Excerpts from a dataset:
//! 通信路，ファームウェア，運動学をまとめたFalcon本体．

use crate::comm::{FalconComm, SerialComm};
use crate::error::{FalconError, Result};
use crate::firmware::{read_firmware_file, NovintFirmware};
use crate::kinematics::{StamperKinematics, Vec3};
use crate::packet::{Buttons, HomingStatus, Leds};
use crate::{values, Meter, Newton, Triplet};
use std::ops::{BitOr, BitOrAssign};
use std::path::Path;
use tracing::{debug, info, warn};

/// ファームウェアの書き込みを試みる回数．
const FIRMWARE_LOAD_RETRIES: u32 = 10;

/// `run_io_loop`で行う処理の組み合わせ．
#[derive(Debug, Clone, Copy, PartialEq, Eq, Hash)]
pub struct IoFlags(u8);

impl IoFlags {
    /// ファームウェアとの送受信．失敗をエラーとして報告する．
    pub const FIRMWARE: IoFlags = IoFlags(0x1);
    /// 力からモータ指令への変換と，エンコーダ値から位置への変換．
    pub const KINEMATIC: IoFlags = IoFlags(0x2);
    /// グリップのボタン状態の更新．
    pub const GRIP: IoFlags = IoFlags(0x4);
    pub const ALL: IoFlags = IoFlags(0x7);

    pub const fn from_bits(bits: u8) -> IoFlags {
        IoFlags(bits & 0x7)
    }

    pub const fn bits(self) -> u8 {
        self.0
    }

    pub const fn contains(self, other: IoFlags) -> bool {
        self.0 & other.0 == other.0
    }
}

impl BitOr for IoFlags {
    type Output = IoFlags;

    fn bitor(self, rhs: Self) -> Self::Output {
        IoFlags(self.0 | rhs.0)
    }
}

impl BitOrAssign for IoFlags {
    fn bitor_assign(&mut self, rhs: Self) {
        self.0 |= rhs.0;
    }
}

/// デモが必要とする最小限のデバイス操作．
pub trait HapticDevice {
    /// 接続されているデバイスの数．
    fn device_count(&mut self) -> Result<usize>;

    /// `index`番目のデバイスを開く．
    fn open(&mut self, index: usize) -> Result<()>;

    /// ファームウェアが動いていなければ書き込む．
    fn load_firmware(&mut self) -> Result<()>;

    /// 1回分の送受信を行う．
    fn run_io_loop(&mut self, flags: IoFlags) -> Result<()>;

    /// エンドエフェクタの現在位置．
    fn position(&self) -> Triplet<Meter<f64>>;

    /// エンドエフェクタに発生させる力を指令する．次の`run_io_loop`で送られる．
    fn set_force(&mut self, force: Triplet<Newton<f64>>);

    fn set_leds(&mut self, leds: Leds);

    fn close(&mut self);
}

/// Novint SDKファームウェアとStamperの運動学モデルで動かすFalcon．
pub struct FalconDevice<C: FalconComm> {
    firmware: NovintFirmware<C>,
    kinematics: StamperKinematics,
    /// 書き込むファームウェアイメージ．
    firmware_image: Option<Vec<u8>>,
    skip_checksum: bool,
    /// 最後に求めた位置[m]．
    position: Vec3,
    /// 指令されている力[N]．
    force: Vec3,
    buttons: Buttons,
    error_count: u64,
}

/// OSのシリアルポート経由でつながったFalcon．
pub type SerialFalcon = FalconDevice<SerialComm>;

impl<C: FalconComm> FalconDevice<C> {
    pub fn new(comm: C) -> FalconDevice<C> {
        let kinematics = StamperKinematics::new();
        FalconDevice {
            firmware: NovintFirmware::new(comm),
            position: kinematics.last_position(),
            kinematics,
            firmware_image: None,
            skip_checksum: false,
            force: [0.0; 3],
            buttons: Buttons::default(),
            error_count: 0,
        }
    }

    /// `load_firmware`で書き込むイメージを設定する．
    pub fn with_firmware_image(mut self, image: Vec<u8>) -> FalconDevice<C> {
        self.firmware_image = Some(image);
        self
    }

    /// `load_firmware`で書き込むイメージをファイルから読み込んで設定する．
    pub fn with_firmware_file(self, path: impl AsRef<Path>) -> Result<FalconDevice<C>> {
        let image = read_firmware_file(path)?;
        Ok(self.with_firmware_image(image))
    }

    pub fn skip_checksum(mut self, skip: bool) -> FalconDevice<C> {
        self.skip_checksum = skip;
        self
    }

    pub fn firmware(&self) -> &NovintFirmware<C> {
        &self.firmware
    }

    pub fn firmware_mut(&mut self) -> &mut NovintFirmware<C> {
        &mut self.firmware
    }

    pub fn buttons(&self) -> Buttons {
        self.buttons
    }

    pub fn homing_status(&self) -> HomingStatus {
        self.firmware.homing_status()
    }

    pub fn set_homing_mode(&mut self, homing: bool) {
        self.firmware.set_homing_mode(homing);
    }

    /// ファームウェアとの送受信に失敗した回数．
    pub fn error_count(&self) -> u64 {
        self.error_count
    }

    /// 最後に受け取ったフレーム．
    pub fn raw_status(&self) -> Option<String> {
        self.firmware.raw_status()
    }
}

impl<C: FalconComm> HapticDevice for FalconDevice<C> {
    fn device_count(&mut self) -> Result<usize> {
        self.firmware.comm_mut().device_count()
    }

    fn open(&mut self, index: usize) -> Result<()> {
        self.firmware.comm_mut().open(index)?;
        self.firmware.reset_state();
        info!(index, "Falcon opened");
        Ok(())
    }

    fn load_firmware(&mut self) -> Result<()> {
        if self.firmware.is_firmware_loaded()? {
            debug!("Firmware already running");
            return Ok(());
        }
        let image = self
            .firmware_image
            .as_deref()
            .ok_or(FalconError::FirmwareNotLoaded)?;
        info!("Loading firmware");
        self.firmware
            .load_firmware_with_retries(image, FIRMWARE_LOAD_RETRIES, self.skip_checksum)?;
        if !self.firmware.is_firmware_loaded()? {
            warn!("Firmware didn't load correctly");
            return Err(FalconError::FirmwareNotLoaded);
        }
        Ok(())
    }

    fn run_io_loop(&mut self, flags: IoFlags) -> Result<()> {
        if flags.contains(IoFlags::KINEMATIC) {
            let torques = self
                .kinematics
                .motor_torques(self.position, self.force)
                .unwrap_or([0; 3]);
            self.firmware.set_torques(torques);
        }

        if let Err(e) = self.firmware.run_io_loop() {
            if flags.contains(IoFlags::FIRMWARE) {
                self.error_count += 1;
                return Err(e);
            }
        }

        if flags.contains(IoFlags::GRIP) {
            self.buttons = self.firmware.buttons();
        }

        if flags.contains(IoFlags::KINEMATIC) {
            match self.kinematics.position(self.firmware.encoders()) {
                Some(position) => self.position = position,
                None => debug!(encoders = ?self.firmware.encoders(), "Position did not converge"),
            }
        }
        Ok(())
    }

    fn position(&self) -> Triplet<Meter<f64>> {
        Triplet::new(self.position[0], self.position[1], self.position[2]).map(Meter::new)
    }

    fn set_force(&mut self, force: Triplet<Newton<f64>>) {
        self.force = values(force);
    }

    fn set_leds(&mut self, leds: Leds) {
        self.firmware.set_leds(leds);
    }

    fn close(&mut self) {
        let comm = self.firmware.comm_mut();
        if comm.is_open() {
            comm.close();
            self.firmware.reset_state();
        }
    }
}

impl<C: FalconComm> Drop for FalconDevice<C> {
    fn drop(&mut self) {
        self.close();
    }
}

==

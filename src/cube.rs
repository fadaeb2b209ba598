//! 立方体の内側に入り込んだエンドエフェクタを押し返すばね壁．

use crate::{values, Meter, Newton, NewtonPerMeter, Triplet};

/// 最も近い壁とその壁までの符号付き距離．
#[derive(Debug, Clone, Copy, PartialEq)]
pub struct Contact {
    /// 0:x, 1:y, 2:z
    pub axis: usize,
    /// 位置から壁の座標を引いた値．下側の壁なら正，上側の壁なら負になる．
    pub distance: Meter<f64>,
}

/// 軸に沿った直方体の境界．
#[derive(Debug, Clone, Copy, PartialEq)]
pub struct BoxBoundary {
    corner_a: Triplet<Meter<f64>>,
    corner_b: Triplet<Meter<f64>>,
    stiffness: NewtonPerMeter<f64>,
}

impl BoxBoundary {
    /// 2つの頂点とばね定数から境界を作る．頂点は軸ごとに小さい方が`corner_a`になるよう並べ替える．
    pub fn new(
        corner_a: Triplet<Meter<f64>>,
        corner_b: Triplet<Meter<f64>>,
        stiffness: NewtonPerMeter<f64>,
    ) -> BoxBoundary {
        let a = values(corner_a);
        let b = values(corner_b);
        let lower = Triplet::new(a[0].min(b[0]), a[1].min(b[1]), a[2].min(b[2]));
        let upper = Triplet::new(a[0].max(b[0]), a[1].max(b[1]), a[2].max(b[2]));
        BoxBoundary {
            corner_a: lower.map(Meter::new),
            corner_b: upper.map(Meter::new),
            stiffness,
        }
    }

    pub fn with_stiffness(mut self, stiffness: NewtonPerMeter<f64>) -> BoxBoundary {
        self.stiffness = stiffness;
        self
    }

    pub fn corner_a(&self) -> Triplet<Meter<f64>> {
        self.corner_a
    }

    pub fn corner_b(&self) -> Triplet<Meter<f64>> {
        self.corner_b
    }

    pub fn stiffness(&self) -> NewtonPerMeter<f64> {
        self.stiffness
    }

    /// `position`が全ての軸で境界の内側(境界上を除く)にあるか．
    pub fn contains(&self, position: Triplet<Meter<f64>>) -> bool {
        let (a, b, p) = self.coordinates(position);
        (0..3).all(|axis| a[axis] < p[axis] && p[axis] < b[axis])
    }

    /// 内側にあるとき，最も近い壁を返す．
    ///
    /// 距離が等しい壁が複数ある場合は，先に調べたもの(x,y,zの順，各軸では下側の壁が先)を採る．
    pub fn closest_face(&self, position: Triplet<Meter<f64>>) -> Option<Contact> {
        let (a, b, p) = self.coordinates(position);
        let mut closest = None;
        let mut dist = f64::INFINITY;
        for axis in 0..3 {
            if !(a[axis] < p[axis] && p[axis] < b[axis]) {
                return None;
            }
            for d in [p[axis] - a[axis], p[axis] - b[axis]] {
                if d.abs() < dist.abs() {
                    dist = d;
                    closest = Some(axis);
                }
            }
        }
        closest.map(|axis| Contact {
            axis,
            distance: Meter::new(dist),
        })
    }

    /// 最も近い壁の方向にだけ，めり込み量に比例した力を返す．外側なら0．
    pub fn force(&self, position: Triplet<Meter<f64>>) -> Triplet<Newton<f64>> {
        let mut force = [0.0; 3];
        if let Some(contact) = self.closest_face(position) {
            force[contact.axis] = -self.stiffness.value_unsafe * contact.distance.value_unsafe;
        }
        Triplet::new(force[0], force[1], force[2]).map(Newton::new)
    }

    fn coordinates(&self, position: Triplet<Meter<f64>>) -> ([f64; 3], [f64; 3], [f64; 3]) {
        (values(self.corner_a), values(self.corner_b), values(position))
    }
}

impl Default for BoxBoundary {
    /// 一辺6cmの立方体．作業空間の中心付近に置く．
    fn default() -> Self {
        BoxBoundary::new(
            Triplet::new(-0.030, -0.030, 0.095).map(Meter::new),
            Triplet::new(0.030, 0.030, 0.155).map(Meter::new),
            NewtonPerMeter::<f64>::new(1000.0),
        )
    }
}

* * *

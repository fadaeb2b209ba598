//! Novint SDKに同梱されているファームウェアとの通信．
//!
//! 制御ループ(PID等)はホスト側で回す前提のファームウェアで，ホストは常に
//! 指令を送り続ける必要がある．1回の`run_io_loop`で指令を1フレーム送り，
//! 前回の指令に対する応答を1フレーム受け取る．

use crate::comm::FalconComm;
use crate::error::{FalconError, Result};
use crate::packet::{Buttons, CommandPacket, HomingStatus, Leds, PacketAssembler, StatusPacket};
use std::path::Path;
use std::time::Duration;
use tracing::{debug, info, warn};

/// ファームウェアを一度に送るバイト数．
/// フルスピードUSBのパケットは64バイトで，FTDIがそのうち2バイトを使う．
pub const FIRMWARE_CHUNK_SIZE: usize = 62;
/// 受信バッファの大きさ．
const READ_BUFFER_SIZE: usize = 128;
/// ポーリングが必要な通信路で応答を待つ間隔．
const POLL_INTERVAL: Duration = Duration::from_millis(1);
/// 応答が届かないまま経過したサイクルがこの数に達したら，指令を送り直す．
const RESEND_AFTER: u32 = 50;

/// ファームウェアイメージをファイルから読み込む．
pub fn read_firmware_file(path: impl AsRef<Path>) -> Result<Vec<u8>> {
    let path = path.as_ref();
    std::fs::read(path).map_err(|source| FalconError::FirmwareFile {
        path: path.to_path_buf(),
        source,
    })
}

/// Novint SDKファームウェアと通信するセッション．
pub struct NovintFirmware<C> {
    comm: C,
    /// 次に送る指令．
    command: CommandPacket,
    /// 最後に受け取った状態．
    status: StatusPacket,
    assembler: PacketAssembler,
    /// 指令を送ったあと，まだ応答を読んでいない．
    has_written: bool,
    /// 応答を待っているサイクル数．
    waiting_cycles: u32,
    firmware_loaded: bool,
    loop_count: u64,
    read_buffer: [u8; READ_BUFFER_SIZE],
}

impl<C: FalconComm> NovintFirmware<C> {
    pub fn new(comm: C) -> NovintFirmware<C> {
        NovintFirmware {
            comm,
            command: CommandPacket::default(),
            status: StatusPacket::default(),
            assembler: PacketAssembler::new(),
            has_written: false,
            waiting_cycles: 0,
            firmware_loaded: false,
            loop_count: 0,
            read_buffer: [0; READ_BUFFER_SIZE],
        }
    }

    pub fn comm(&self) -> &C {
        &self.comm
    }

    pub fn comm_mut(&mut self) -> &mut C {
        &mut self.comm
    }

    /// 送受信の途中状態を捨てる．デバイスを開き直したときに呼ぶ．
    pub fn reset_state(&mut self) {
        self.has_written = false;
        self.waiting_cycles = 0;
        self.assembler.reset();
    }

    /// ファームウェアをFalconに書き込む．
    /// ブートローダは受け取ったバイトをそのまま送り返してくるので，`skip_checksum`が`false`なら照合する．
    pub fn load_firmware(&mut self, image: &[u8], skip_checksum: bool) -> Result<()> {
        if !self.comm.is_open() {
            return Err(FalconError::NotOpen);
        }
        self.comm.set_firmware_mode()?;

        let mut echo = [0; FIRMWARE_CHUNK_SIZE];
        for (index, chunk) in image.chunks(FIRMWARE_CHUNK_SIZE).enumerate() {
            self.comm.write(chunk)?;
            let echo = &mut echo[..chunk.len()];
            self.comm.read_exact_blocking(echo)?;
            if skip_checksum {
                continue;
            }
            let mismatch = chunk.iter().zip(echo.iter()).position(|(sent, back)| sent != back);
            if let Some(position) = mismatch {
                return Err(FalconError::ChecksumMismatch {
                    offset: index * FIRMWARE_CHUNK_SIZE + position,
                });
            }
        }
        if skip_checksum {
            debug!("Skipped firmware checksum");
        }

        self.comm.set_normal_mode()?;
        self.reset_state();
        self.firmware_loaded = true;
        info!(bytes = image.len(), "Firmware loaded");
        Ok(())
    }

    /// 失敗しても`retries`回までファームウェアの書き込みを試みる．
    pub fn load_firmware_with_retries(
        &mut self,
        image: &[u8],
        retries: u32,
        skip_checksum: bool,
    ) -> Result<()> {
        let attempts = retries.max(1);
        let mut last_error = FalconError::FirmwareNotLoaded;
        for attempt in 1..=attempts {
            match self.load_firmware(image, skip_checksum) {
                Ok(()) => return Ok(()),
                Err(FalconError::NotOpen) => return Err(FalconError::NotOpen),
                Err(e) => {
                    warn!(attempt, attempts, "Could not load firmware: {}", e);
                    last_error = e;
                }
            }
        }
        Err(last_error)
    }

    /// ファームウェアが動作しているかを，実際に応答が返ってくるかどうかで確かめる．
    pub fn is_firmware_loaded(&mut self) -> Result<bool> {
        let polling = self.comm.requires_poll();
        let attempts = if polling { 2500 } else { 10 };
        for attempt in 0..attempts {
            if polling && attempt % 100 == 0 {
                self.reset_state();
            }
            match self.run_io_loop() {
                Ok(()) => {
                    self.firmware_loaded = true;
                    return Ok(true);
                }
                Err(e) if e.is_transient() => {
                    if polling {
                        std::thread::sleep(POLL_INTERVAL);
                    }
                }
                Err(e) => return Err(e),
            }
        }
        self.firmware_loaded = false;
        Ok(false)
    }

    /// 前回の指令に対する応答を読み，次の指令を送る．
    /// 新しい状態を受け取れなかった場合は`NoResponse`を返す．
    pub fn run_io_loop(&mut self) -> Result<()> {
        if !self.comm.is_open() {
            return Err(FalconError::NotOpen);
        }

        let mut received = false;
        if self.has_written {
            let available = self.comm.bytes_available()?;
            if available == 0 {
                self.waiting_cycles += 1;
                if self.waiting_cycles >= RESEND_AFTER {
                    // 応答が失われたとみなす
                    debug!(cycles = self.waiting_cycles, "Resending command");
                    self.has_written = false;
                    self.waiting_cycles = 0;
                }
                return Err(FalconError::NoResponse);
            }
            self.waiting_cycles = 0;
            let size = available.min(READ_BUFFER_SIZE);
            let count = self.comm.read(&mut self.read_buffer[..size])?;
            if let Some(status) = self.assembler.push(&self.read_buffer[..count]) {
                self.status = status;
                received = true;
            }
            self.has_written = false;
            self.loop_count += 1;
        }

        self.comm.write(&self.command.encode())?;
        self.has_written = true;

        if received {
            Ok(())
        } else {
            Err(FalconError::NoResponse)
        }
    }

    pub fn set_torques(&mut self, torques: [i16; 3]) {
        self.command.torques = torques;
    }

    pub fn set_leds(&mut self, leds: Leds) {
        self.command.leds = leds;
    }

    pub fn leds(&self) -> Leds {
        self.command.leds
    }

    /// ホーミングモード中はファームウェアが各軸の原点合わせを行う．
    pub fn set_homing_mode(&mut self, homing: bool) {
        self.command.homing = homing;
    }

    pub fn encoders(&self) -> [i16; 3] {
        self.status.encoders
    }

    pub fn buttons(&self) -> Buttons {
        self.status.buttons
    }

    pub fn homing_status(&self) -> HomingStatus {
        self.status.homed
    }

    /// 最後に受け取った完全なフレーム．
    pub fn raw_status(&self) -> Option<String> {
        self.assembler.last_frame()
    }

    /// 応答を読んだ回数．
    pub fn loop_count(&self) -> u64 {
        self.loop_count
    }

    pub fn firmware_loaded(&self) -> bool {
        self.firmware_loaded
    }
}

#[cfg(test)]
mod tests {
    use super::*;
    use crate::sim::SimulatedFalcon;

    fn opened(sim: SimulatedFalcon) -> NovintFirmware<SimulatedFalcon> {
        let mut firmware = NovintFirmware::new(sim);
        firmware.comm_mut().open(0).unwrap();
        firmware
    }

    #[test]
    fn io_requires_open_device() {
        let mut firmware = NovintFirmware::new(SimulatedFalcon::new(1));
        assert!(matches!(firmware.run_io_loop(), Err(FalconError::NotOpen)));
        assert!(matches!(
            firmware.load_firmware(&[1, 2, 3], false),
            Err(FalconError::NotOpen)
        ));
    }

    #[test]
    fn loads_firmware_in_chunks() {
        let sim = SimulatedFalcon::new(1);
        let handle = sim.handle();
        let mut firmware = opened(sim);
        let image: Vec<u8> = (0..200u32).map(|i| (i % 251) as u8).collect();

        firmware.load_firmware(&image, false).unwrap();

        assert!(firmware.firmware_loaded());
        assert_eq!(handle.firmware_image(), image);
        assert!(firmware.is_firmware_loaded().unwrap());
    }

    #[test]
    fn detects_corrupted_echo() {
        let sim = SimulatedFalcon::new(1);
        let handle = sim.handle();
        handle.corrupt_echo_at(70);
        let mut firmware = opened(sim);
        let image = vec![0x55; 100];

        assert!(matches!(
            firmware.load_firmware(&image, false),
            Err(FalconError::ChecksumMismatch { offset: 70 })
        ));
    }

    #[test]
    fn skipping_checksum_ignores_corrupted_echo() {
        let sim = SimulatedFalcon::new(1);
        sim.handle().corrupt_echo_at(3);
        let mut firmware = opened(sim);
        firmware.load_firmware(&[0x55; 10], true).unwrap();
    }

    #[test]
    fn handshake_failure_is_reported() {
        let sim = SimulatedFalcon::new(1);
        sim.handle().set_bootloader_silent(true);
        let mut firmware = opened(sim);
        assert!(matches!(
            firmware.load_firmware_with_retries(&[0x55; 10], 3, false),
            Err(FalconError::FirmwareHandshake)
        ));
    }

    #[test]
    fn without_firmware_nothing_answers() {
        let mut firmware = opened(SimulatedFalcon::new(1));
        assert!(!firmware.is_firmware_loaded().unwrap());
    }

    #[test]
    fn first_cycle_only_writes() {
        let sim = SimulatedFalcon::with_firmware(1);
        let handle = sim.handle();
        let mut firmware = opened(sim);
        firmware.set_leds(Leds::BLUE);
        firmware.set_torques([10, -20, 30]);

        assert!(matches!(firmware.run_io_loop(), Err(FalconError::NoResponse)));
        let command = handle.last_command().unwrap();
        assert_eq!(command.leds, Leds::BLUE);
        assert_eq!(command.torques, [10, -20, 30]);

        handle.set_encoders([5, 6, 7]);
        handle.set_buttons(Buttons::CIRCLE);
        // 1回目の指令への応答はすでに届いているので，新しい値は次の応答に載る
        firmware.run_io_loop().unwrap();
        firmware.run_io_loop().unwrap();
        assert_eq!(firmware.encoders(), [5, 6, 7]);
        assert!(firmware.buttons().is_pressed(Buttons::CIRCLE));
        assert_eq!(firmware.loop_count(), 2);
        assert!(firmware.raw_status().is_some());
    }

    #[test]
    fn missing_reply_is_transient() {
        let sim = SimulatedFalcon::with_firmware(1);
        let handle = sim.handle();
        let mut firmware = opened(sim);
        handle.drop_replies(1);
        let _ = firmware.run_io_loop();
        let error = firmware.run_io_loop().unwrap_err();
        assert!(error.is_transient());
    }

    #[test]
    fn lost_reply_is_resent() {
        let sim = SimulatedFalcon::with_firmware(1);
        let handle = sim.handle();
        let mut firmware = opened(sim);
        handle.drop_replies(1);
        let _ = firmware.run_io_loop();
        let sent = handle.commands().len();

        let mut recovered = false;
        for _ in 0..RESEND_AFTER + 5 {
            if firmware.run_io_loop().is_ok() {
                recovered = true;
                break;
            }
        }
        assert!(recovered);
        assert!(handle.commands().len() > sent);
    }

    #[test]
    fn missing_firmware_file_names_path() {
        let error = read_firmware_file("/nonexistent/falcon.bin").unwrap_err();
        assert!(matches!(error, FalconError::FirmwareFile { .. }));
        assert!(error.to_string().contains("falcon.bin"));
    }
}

■ **Problem to solve**: What lines above contain the word "received"? Return each such line.

■ **Exercise output**:
        let mut received = false;
                received = true;
        if received {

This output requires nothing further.